Walmart will expand use of a high-tech system that helps it fulfill online grocery orders. In a diminished warehouse in some stores, automated bots will retrieve popular items while personal shoppers pinch finicky ones like produce from the sales floor.
During the pandemic, Walmart and other retailers sooner a be wearing seen demand for online grocery delivery spike. Walmart’s growth in pickup and delivery peaked at 300% and its new guys for the services quadrupled in the early days of the health crisis. To respond, Walmart boosted slot capacity by 40%.
A Walmart+ perk
But balanced if customers feel comfortable returning to stores, they may seek out online delivery for its convenience. Walmart has made unrestricted grocery deliveries a central perk of Walmart+, its new membership program — which could drive a greater volume of structures and raise customers’ expectations.

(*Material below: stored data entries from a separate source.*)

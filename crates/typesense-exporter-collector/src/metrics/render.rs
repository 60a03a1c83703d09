use crate::metrics::types::{CollectedMetric, MetricValue};

/// Encode collected metrics in the Prometheus text exposition format.
///
/// Families are rendered in the order given; samples carry no timestamp so
/// the scraper assigns scrape time.
pub fn render_text(metrics: &[CollectedMetric]) -> String {
    let mut output = String::new();

    for metric in metrics {
        output.push_str("# HELP ");
        output.push_str(&metric.descriptor.name);
        output.push(' ');
        output.push_str(&escape_help(&metric.descriptor.help));
        output.push('\n');

        output.push_str("# TYPE ");
        output.push_str(&metric.descriptor.name);
        output.push(' ');
        output.push_str(metric.descriptor.metric_type.as_prometheus_type());
        output.push('\n');

        for sample in &metric.samples {
            let value = match sample.value {
                MetricValue::Counter(value) | MetricValue::Gauge(value) => value,
            };
            output.push_str(&render_sample_line(
                &metric.descriptor.name,
                &sample.labels,
                value,
            ));
        }
    }

    output
}

fn render_sample_line(name: &str, labels: &[(String, String)], value: f64) -> String {
    let mut rendered = String::new();
    rendered.push_str(name);

    if !labels.is_empty() {
        rendered.push('{');
        for (index, (key, value)) in labels.iter().enumerate() {
            if index > 0 {
                rendered.push(',');
            }
            rendered.push_str(key);
            rendered.push_str("=\"");
            rendered.push_str(&escape_label_value(value));
            rendered.push('"');
        }
        rendered.push('}');
    }

    rendered.push(' ');
    rendered.push_str(&format_metric_value(value));
    rendered.push('\n');
    rendered
}

fn format_metric_value(value: f64) -> String {
    if value.fract() == 0.0 {
        format!("{value:.0}")
    } else {
        value.to_string()
    }
}

fn escape_help(value: &str) -> String {
    value
        .replace('\\', "\\\\")
        .replace('\n', "\\n")
        .replace('"', "\\\"")
}

fn escape_label_value(value: &str) -> String {
    value
        .replace('\\', "\\\\")
        .replace('\n', "\\n")
        .replace('"', "\\\"")
}

#[cfg(test)]
mod tests {
    use super::render_text;
    use crate::metrics::types::{
        CollectedMetric, MetricDescriptor, MetricSample, MetricType, MetricValue,
    };

    fn gauge_family(samples: Vec<MetricSample>) -> CollectedMetric {
        CollectedMetric {
            descriptor: MetricDescriptor::new(
                "api_stats",
                "requests_per_second",
                "Requests per second per method and endpoint.",
                MetricType::Gauge,
                &["cluster", "method", "endpoint"],
            ),
            samples,
        }
    }

    #[test]
    fn renders_help_type_and_labeled_samples() {
        let family = gauge_family(vec![MetricSample {
            labels: vec![
                ("cluster".to_string(), "http://localhost:8108/".to_string()),
                ("method".to_string(), "GET".to_string()),
                ("endpoint".to_string(), "/search".to_string()),
            ],
            value: MetricValue::Gauge(12.5),
        }]);

        let output = render_text(&[family]);
        assert!(output.starts_with(
            "# HELP typesense_api_stats_requests_per_second Requests per second per method and endpoint.\n"
        ));
        assert!(output.contains("# TYPE typesense_api_stats_requests_per_second gauge\n"));
        assert!(output.contains(
            "typesense_api_stats_requests_per_second{cluster=\"http://localhost:8108/\",method=\"GET\",endpoint=\"/search\"} 12.5\n"
        ));
    }

    #[test]
    fn integral_values_render_without_decimal_point() {
        let family = CollectedMetric {
            descriptor: MetricDescriptor::new(
                "cluster_metrics",
                "total_scrapes",
                "Current total cluster metrics scrapes.",
                MetricType::Counter,
                &[],
            ),
            samples: vec![MetricSample {
                labels: Vec::new(),
                value: MetricValue::Counter(3.0),
            }],
        };

        let output = render_text(&[family]);
        assert!(output.contains("# TYPE typesense_cluster_metrics_total_scrapes counter\n"));
        assert!(output.contains("typesense_cluster_metrics_total_scrapes 3\n"));
    }

    #[test]
    fn label_values_are_escaped() {
        let family = gauge_family(vec![MetricSample {
            labels: vec![("endpoint".to_string(), "/a\"b\\c\nd".to_string())],
            value: MetricValue::Gauge(1.0),
        }]);

        let output = render_text(&[family]);
        assert!(output.contains("endpoint=\"/a\\\"b\\\\c\\nd\""));
    }

    #[test]
    fn empty_family_renders_header_lines_only() {
        let output = render_text(&[gauge_family(Vec::new())]);
        assert_eq!(output.lines().count(), 2);
    }
}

“As we move ahead, we don’t see the use of these services changing in the future,” Ward said. “We expect that we’ll persist to serve more and more customers who have come to rely on pickup and delivery as an important part of their breathes.”
Online grocery orders have pressured grocers’ profits in the notoriously low-margin business, too. It’s forced them to pick, throng and ship orders that customers typically retrieve and transport themselves.
Ward said the local fulfillment centers are another way to use its myriad than 4,700 stores, which are located close to customers’ homes, as a competitive asset. He declined to share definitives about potential cost savings.
It’s already broken ground on compact fulfillment centers in different parts of the territory, including in the Dallas area and its hometown of Bentonville, Arkansas, he said. Each not only serves its own store, but also performs orders picked up at other nearby stores.